Jorge Odon, an Argentine auto mechanic, has come up with an invention to aid labor during a difficult childbirth. You’d think he’d be a natural, being already familiar with adjusting the timing and cleaning the plugs and lubing, plus he has the little rolly-thing to slide under the chassis. But this idea he got from a party trick he’d seen for getting a loose cork out of an empty wine bottle. The only method I know of for getting stranded corks out of a wine bottle would not be of much use in childbirth unless you were hoping for a nonfunctional baby, and that’s a whole different kind of zzzzt zzzt whoa.

Women whine about childbirth but it’s totally natural. If it was meant to hurt we wouldn’t have been equipped with rubber hipbones and pleasant temperaments. Why, all you have to do is sneeze and the baby shoots right out of there. And it’s on its own little string like a paddle-ball set so it’s easy to retrieve. It’s a snap.

I have never personally given birth, but that’s what I hear.

It was a snap for my mom, that’s for sure. She showed up at the doctor’s office at the time on her appointment card and took a long nap during which I was somehow extracted, and when she woke up I was all wiped off and bundled up and handed to her, easy as pie. According to the social norms of the time, everyone agreed to agree that I was her baby, even though the doctor had plenty of time to shop me around or make substitutions. I was small, about the size of a large Virginia peanut, and probably not real marketable. Although there are no witnesses extant, the odds are good I was mined out with the aid of forceps to the skull. To this day there is a spot at my temple that, if pressed on, makes “Vaya Con Dios” go in a loop in my brain, and there’s no other explanation for it.

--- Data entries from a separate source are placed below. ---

use anyhow::{bail, Result};
use tracing::debug;

use crate::model::complaint::ComplaintRecord;
use crate::repository::RecordStore;
use crate::service::complaints::{
    filter_complaints, monthly_trend, psf_type_counts, summarize, ComplaintFilter,
};
use crate::service::dto::{ComplaintSummary, ComplaintTrendEntry, CountEntry};

pub struct ComplaintsDashboard<'a, S: RecordStore> {
    store: &'a S,
}

impl<'a, S: RecordStore> ComplaintsDashboard<'a, S> {
    pub fn new(store: &'a S) -> Self {
        Self { store }
    }

    /// Matching complaints, most recently reported first.
    pub fn complaints(&self, filter: &ComplaintFilter) -> Result<Vec<ComplaintRecord>> {
        let mut matching = filter_complaints(&self.store.complaints()?, filter);
        matching.sort_by(|a, b| b.reported.cmp(&a.reported).then_with(|| a.id.cmp(&b.id)));
        debug!(?filter, matching = matching.len(), "complaints filtered");
        Ok(matching)
    }

    pub fn summary(&self, filter: &ComplaintFilter) -> Result<ComplaintSummary> {
        Ok(summarize(&self.complaints(filter)?))
    }

    /// PSF complaint counts by type for the filter's year, month and advisor.
    /// Without a year, the latest year with PSF data. The status filter does
    /// not apply to counts.
    pub fn psf_type_counts(&self, filter: &ComplaintFilter) -> Result<Vec<CountEntry>> {
        let records = self.store.psf_complaints()?;
        let year = match filter.year.or_else(|| records.iter().map(|r| r.year).max()) {
            Some(year) => year,
            None => return Ok(Vec::new()),
        };
        Ok(psf_type_counts(&records, year, filter.month, filter.advisor.as_deref()))
    }

    pub fn trend(&self, year: i32) -> Result<Vec<ComplaintTrendEntry>> {
        Ok(monthly_trend(&self.store.complaints()?, year))
    }

    /// Advisor names that appear on any complaint or PSF count, sorted.
    pub fn advisors(&self) -> Result<Vec<String>> {
        let mut names: Vec<String> = self
            .store
            .complaints()?
            .into_iter()
            .map(|c| c.service_advisor)
            .collect();
        names.extend(self.store.psf_complaints()?.into_iter().map(|p| p.advisor_name));
        names.sort();
        names.dedup();
        Ok(names)
    }

    /// The known advisor named by `text`: an exact name, or the only name
    /// containing `text` ignoring case.
    pub fn resolve_advisor(&self, text: &str) -> Result<String> {
        let names = self.advisors()?;
        if names.iter().any(|n| n == text) {
            return Ok(text.to_string());
        }
        let needle = text.to_lowercase();
        let mut matching: Vec<String> = names
            .into_iter()
            .filter(|n| n.to_lowercase().contains(&needle))
            .collect();
        match matching.len() {
            0 => bail!("No advisor matches '{}'", text),
            1 => Ok(matching.remove(0)),
            _ => bail!("'{}' matches several advisors: {}", text, matching.join(", ")),
        }
    }
}
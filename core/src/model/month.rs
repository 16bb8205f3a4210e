use anyhow::{anyhow, Result};
use chrono::{Datelike, NaiveDate};
use serde::{Deserialize, Serialize};
use std::fmt;
use std::str::FromStr;

/// Calendar month. Declaration order is the canonical Jan..Dec axis every
/// monthly series is laid out on.
#[derive(Serialize, Deserialize, Debug, Clone, Copy, PartialEq, Eq, PartialOrd, Ord, Hash)]
pub enum Month {
    Jan,
    Feb,
    Mar,
    Apr,
    May,
    Jun,
    Jul,
    Aug,
    Sep,
    Oct,
    Nov,
    Dec,
}

impl Month {
    pub const ALL: [Month; 12] = [
        Month::Jan,
        Month::Feb,
        Month::Mar,
        Month::Apr,
        Month::May,
        Month::Jun,
        Month::Jul,
        Month::Aug,
        Month::Sep,
        Month::Oct,
        Month::Nov,
        Month::Dec,
    ];

    /// Zero-based position on the canonical axis.
    pub fn index(self) -> usize {
        self as usize
    }

    /// 1..=12
    pub fn number(self) -> u32 {
        self as u32 + 1
    }

    pub fn from_number(number: u32) -> Option<Month> {
        let index = number.checked_sub(1)? as usize;
        Self::ALL.get(index).copied()
    }

    pub fn of_date(date: NaiveDate) -> Month {
        // chrono guarantees 1..=12
        Self::ALL[date.month0() as usize]
    }

    pub fn label(self) -> &'static str {
        match self {
            Month::Jan => "Jan",
            Month::Feb => "Feb",
            Month::Mar => "Mar",
            Month::Apr => "Apr",
            Month::May => "May",
            Month::Jun => "Jun",
            Month::Jul => "Jul",
            Month::Aug => "Aug",
            Month::Sep => "Sep",
            Month::Oct => "Oct",
            Month::Nov => "Nov",
            Month::Dec => "Dec",
        }
    }

    pub fn full_name(self) -> &'static str {
        match self {
            Month::Jan => "January",
            Month::Feb => "February",
            Month::Mar => "March",
            Month::Apr => "April",
            Month::May => "May",
            Month::Jun => "June",
            Month::Jul => "July",
            Month::Aug => "August",
            Month::Sep => "September",
            Month::Oct => "October",
            Month::Nov => "November",
            Month::Dec => "December",
        }
    }

    /// 1..=4
    pub fn quarter(self) -> u32 {
        (self.index() / 3) as u32 + 1
    }

    pub fn next(self) -> Option<Month> {
        Self::ALL.get(self.index() + 1).copied()
    }

    pub fn previous(self) -> Option<Month> {
        self.index().checked_sub(1).map(|i| Self::ALL[i])
    }
}

impl fmt::Display for Month {
    fn fmt(&self, f: &mut fmt::Formatter<'_>) -> fmt::Result {
        f.write_str(self.label())
    }
}

impl FromStr for Month {
    type Err = anyhow::Error;

    /// Accepts "Jun", "june", "JUN", "6" and export-style labels like "Jun-25".
    fn from_str(input: &str) -> Result<Self> {
        let token = input.trim();
        let token = token.split('-').next().unwrap_or(token);

        if let Ok(number) = token.parse::<u32>() {
            return Month::from_number(number)
                .ok_or_else(|| anyhow!("Month number out of range: {}", number));
        }

        let lower = token.to_lowercase();
        if lower.len() < 3 {
            return Err(anyhow!("Could not parse month: {}", input));
        }
        Month::ALL
            .iter()
            .copied()
            .find(|m| m.full_name().to_lowercase().starts_with(&lower))
            .ok_or_else(|| anyhow!("Could not parse month: {}", input))
    }
}

#[cfg(test)]
mod tests {
    use super::*;

    #[test]
    fn test_canonical_order() {
        assert_eq!(Month::ALL[0], Month::Jan);
        assert_eq!(Month::ALL[11], Month::Dec);
        for (i, month) in Month::ALL.iter().enumerate() {
            assert_eq!(month.index(), i);
            assert_eq!(month.number(), i as u32 + 1);
        }
    }

    #[test]
    fn test_parse_month() {
        assert_eq!("Jun".parse::<Month>().unwrap(), Month::Jun);
        assert_eq!("june".parse::<Month>().unwrap(), Month::Jun);
        assert_eq!("SEP".parse::<Month>().unwrap(), Month::Sep);
        assert_eq!("6".parse::<Month>().unwrap(), Month::Jun);
        assert_eq!("Jan-25".parse::<Month>().unwrap(), Month::Jan);

        assert!("13".parse::<Month>().is_err());
        assert!("ju".parse::<Month>().is_err());
        assert!("smarch".parse::<Month>().is_err());
    }

    #[test]
    fn test_quarter_and_neighbours() {
        assert_eq!(Month::Mar.quarter(), 1);
        assert_eq!(Month::Apr.quarter(), 2);
        assert_eq!(Month::Dec.quarter(), 4);
        assert_eq!(Month::Jan.previous(), None);
        assert_eq!(Month::Dec.next(), None);
        assert_eq!(Month::Jun.next(), Some(Month::Jul));
    }
}
use crate::model::metrics::MetricKey;
use crate::service::dto::Achievement;
use crate::service::percent::round2;
use crate::service::projection::run_rate;

/// Gauges stop drawing past this point.
pub const DISPLAY_CAP_PERCENT: f64 = 150.0;

pub fn achievement_percent(actual: f64, target: f64) -> Option<f64> {
    if target <= 0.0 {
        return None;
    }
    Some(round2(actual / target * 100.0))
}

/// Per-unit pace needed over `remaining_units` to reach `target`. Zero once
/// the target is met or when no units remain.
pub fn required_run_rate(actual: f64, target: f64, remaining_units: u32) -> f64 {
    let gap = target - actual;
    if gap <= 0.0 {
        return 0.0;
    }
    run_rate(gap, remaining_units)
}

pub fn achievement(metric: MetricKey, actual: f64, target: f64, remaining_units: u32) -> Achievement {
    let percent = achievement_percent(actual, target);
    Achievement {
        metric,
        actual,
        target,
        percent,
        display_percent: percent.unwrap_or(0.0).clamp(0.0, DISPLAY_CAP_PERCENT),
        gap: (target - actual).max(0.0),
        required_run_rate: required_run_rate(actual, target, remaining_units),
    }
}

#[cfg(test)]
mod tests {
    use super::*;

    #[test]
    fn test_achievement_percent() {
        assert_eq!(achievement_percent(700.0, 1400.0), Some(50.0));
        assert_eq!(achievement_percent(1.0, 3.0), Some(33.33));
        assert_eq!(achievement_percent(10.0, 0.0), None);
    }

    #[test]
    fn test_display_is_capped() {
        let a = achievement(MetricKey::BpRo, 400.0, 200.0, 10);
        assert_eq!(a.percent, Some(200.0));
        assert_eq!(a.display_percent, DISPLAY_CAP_PERCENT);
        assert_eq!(a.gap, 0.0);
        assert_eq!(a.required_run_rate, 0.0);
    }

    #[test]
    fn test_required_run_rate() {
        assert_eq!(required_run_rate(100.0, 400.0, 30), 10.0);
        assert_eq!(required_run_rate(100.0, 400.0, 0), 0.0);
        assert_eq!(required_run_rate(500.0, 400.0, 30), 0.0);
    }
}
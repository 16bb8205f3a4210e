use serde::{Deserialize, Serialize};
use std::collections::BTreeMap;

use crate::model::advisor::{AdvisorRevenueRecord, PerformanceMetric};
use crate::model::complaint::Priority;
use crate::model::csi::TargetDirection;
use crate::model::metrics::MetricKey;
use crate::model::month::Month;

/// One month of a single metric, current year against previous year.
#[derive(Serialize, Deserialize, Debug, Clone, Copy, PartialEq)]
pub struct ComparisonSeriesEntry {
    pub month: Month,
    pub current: f64,
    pub previous: f64,
    pub target: f64,
    /// `None` when growing from a zero base; rendered as "∞".
    pub percent_change: Option<f64>,
    /// The current year has no record for this month. A present record that
    /// measured zero leaves this false.
    pub is_projected_or_missing: bool,
}

/// One month across several metrics.
#[derive(Serialize, Deserialize, Debug, Clone, PartialEq)]
pub struct MonthlyComparison {
    pub month: Month,
    pub values: BTreeMap<MetricKey, ComparisonValues>,
    pub is_projected_or_missing: bool,
}

#[derive(Serialize, Deserialize, Debug, Clone, Copy, PartialEq)]
pub struct ComparisonValues {
    pub current: f64,
    pub previous: f64,
    pub target: f64,
    pub percent_change: Option<f64>,
}

#[derive(Serialize, Deserialize, Debug, Clone, Copy, PartialEq)]
pub struct CumulativeSeriesEntry {
    pub month: Month,
    pub current_cumulative: f64,
    pub previous_cumulative: f64,
    /// Past the last month with a current-year value.
    pub current_plateaued: bool,
}

/// Header figure for a year-to-date card.
#[derive(Serialize, Deserialize, Debug, Clone, Copy, PartialEq)]
pub struct YtdSummary {
    pub metric: MetricKey,
    /// Most recently populated month, `None` when the year has no data yet.
    pub through: Option<Month>,
    pub current: f64,
    pub previous: f64,
    pub target: f64,
    pub percent_change: Option<f64>,
}

#[derive(Serialize, Deserialize, Debug, Clone, PartialEq)]
pub struct YtdReport {
    pub summary: YtdSummary,
    pub series: Vec<CumulativeSeriesEntry>,
}

/// Month-to-date card for one metric, with the workshop breakdown.
#[derive(Serialize, Deserialize, Debug, Clone, Copy, PartialEq)]
pub struct StatCard {
    pub metric: MetricKey,
    pub month: Month,
    pub current: f64,
    pub previous: f64,
    pub percent_change: Option<f64>,
    pub mechanical: f64,
    pub body_paint: f64,
}

#[derive(Serialize, Deserialize, Debug, Clone, Copy, PartialEq)]
pub struct QuarterComparison {
    pub quarter: u32,
    pub current: f64,
    pub previous: f64,
    pub percent_change: Option<f64>,
}

#[derive(Serialize, Deserialize, Debug, Clone, PartialEq)]
pub struct RankedAdvisor {
    pub record: AdvisorRevenueRecord,
    pub total_revenue: f64,
}

#[derive(Serialize, Deserialize, Debug, Clone, Copy, PartialEq)]
pub struct MonthlyTopRevenue {
    pub month: Month,
    pub combined_revenue: f64,
    pub advisors_counted: usize,
}

#[derive(Serialize, Deserialize, Debug, Clone, Copy, PartialEq)]
pub struct ProjectionPoint {
    /// 1-based day or month within the period.
    pub unit: u32,
    pub actual: Option<f64>,
    pub projected: Option<f64>,
}

#[derive(Serialize, Deserialize, Debug, Clone, PartialEq)]
pub struct MetricProjection {
    pub metric: MetricKey,
    pub run_rate: f64,
    pub points: Vec<ProjectionPoint>,
}

#[derive(Serialize, Deserialize, Debug, Clone, PartialEq)]
pub struct AdvisorProjection {
    pub advisor_name: String,
    pub run_rate: f64,
    pub points: Vec<ProjectionPoint>,
}

#[derive(Serialize, Deserialize, Debug, Clone, Copy, PartialEq)]
pub struct Achievement {
    pub metric: MetricKey,
    pub actual: f64,
    pub target: f64,
    /// Uncapped; `None` without a positive target.
    pub percent: Option<f64>,
    /// Capped for gauges.
    pub display_percent: f64,
    pub gap: f64,
    /// Per remaining unit to close the gap.
    pub required_run_rate: f64,
}

#[derive(Serialize, Deserialize, Debug, Clone, PartialEq)]
pub struct CountEntry {
    pub name: String,
    pub count: usize,
}

#[derive(Serialize, Deserialize, Debug, Clone, Copy, PartialEq)]
pub struct PriorityCount {
    pub priority: Priority,
    pub count: usize,
}

#[derive(Serialize, Deserialize, Debug, Clone, Copy, PartialEq)]
pub struct ComplaintTrendEntry {
    pub month: Month,
    pub total: usize,
    pub resolved: usize,
    pub pending: usize,
}

#[derive(Serialize, Deserialize, Debug, Clone, PartialEq, Default)]
pub struct ComplaintSummary {
    pub total: usize,
    pub resolved: usize,
    pub pending: usize,
    /// Whole percent.
    pub resolution_rate: u32,
    pub by_type: Vec<CountEntry>,
    pub by_priority: Vec<PriorityCount>,
    /// One decimal place.
    pub average_resolution_days: f64,
    pub resolution_buckets: Vec<CountEntry>,
}

#[derive(Serialize, Deserialize, Debug, Clone, PartialEq)]
pub struct KpiScore {
    pub name: String,
    pub target_text: String,
    pub target: Option<f64>,
    pub direction: TargetDirection,
    /// Month the shown value was reported for; `None` when it is the YTD figure.
    pub value_month: Option<Month>,
    pub value: Option<f64>,
    pub meets_target: Option<bool>,
    pub ytd: Option<f64>,
    pub previous_ytd: Option<f64>,
    pub ytd_change: Option<f64>,
}

#[derive(Serialize, Deserialize, Debug, Clone, Copy, PartialEq)]
pub struct PerformanceAverage {
    pub metric: PerformanceMetric,
    pub average: f64,
}

#[derive(Serialize, Deserialize, Debug, Clone, PartialEq)]
pub struct RankedPerformance {
    pub name: String,
    pub value: f64,
}

/// Advisors ordered by one performance metric, best first.
#[derive(Serialize, Deserialize, Debug, Clone, PartialEq)]
pub struct PerformanceRanking {
    pub metric: PerformanceMetric,
    pub advisors: Vec<RankedPerformance>,
}

#[derive(Serialize, Deserialize, Debug, Clone, PartialEq, Default)]
pub struct PerformanceOverview {
    pub advisor_count: usize,
    pub averages: Vec<PerformanceAverage>,
    pub rankings: Vec<PerformanceRanking>,
}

My mom never supplied me with any information about where babies came out of. It’s possible she didn’t know for sure, inasmuch as she was conked out at the time, and it involved an area of the body that we didn’t officially have any of in our family.

Anyway it’s the extraction part of this that our auto mechanic has addressed. Apparently, you can get a

stranded cork out of a wine bottle by introducing a plastic bag into the neck and blowing it open. It somehow surrounds the cork, which can then be pulled right out. Mr. Odon got to thinking something like that would be easier on a recalcitrant wedged baby than big tweezers. He tested out the proposition and ended up with a plastic bag that goes only so far in as the baby’s head, surrounds it, and from that point it’s a relatively easy tug. The hard part is over for mom, and all that’s left is the minute-to-minute monitoring for the first few years, maintenance, sheltering, feeding for the next thirty, and worry for the rest of her shortened life.

You’d think that putting a plastic bag around a baby’s head would be detrimental, but the baby isn’t breathing until it’s out and someone smacks it. Plus it’s super efficient. You can pop the bag to get the baby going, or wake up mom, if applicable. Or, if things don’t work out right, you have your disposal system right therzzzzt zzzzztkrak


That lightning bolt gets closer all the time.

Anyway, I think it’s a great idea. I’m going to try it. The cork trick.